• TASK TO CARRY OUT: Using the entries below, copy out all lines where "that" is found.

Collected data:
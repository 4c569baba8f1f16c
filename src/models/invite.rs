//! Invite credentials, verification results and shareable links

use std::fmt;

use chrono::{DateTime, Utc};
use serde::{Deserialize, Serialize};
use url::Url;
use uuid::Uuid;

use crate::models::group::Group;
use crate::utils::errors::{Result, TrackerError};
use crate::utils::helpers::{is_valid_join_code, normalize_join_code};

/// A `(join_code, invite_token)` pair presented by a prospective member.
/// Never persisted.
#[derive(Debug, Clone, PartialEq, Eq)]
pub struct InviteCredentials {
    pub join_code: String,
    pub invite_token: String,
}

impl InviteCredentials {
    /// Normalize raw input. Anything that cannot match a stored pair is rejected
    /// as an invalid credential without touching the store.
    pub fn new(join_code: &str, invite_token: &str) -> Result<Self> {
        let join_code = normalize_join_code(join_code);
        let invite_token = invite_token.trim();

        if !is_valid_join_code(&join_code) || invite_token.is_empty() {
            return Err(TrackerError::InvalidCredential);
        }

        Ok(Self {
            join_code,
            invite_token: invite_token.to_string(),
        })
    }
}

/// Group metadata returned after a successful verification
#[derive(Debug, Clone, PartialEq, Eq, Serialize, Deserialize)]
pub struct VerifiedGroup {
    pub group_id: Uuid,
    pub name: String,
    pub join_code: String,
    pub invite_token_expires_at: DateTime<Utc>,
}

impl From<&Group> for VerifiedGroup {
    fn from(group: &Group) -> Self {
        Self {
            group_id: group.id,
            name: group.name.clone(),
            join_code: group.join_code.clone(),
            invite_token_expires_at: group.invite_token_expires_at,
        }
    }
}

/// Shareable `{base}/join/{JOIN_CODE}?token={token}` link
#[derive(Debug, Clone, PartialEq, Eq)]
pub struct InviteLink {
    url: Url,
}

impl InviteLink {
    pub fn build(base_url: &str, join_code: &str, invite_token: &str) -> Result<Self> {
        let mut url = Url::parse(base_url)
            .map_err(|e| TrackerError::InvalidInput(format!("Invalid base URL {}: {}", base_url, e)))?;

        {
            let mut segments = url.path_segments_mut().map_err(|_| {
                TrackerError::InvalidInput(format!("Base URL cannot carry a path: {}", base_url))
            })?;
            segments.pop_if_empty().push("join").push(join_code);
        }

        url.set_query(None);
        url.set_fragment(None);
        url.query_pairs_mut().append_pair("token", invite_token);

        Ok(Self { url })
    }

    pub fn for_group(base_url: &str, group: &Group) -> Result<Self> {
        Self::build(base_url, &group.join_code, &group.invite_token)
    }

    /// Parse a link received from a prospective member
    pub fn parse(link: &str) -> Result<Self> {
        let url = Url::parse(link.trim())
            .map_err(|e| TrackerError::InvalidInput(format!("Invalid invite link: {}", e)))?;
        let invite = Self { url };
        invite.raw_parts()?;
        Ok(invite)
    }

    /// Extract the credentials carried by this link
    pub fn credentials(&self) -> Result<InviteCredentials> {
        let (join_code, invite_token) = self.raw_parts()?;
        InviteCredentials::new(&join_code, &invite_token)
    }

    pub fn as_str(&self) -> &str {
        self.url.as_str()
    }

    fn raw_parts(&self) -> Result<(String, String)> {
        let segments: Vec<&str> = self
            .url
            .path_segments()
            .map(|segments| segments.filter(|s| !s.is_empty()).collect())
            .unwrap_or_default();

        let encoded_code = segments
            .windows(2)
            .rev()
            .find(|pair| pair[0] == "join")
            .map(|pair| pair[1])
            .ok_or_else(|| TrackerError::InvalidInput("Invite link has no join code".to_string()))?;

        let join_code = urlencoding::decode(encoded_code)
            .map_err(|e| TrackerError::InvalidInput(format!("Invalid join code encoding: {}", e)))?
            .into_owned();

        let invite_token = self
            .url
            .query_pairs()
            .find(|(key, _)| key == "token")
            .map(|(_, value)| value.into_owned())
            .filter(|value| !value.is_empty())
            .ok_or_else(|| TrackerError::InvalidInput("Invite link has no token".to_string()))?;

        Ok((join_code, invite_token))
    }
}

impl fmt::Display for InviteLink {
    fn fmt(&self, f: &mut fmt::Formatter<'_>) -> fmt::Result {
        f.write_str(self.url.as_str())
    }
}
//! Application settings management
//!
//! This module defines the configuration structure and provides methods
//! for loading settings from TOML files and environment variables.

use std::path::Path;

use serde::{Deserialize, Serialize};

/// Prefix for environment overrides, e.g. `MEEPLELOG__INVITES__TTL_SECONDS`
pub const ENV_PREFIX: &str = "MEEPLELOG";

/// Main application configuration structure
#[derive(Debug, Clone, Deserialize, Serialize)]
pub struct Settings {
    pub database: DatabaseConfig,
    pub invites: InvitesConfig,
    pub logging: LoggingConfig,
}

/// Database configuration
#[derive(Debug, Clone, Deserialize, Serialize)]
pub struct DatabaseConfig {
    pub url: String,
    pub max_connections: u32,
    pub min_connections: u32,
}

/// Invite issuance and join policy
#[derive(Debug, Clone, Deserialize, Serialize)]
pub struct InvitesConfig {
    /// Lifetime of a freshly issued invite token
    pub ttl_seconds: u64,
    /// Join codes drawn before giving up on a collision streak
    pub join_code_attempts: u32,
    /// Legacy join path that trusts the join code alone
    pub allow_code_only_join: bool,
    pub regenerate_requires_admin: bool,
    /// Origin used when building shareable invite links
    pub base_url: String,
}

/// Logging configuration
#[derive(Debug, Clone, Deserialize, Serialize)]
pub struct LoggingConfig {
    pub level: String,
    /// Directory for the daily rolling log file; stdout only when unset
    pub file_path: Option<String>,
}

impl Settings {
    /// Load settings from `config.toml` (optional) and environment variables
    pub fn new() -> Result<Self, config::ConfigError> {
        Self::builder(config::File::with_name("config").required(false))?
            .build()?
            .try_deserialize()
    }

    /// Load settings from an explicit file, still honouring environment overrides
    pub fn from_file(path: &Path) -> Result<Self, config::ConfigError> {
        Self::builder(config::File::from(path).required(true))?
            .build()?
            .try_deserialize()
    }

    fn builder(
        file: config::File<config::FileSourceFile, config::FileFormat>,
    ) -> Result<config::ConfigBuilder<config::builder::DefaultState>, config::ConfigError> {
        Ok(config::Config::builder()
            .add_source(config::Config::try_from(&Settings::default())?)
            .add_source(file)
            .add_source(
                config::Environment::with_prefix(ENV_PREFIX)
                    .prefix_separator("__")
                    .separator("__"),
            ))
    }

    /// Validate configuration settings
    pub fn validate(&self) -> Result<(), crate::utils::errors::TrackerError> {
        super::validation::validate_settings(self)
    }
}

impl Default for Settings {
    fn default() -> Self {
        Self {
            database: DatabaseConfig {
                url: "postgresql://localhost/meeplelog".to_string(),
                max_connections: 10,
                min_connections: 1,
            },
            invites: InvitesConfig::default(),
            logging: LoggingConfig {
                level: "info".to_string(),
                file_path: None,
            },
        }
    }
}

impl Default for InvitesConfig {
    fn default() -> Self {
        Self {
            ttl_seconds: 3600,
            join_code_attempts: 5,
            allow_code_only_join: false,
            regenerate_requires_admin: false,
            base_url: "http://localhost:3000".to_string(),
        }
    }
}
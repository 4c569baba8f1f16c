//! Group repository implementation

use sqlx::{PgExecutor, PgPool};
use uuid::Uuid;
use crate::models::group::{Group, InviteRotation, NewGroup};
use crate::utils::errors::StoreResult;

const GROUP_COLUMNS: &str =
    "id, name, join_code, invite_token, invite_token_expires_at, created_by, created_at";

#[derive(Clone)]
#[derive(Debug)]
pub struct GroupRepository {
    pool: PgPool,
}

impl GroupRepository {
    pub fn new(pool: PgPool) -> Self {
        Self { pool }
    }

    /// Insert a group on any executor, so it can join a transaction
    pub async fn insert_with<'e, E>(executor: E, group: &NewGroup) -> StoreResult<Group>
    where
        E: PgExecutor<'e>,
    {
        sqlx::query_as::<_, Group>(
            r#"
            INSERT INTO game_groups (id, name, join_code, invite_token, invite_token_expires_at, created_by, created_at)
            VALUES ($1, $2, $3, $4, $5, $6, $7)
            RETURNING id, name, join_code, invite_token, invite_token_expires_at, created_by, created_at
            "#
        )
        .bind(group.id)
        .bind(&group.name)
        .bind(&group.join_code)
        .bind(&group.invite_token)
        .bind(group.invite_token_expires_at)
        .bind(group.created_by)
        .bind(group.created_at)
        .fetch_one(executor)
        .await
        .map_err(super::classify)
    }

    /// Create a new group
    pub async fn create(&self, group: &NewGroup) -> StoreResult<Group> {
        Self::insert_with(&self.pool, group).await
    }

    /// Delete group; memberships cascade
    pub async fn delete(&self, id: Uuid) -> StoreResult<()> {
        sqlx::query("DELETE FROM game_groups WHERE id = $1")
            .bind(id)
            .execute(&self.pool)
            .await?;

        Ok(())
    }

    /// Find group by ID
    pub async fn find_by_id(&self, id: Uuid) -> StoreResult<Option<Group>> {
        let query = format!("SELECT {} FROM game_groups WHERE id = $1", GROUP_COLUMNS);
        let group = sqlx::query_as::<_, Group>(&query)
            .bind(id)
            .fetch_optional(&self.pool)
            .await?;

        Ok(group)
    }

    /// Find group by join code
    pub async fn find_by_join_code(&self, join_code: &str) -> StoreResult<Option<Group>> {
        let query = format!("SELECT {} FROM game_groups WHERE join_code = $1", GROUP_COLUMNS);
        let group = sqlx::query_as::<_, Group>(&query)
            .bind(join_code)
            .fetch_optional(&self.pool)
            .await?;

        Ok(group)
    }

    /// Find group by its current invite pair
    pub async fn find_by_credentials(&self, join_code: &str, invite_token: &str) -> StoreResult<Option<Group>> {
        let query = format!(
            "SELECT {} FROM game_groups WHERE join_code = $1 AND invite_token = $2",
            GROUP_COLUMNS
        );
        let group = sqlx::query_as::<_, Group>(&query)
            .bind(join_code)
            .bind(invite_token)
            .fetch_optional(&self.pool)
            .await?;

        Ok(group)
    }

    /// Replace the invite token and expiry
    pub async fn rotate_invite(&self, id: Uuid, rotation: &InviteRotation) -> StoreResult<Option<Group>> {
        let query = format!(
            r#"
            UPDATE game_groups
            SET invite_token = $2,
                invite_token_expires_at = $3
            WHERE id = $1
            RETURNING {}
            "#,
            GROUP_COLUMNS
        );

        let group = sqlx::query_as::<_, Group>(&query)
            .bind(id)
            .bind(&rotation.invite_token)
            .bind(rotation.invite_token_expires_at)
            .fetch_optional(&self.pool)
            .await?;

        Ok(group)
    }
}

• RESPONSE:
    /// Normalize raw input. Anything that cannot match a stored pair is rejected
    /// Legacy join path that trusts the join code alone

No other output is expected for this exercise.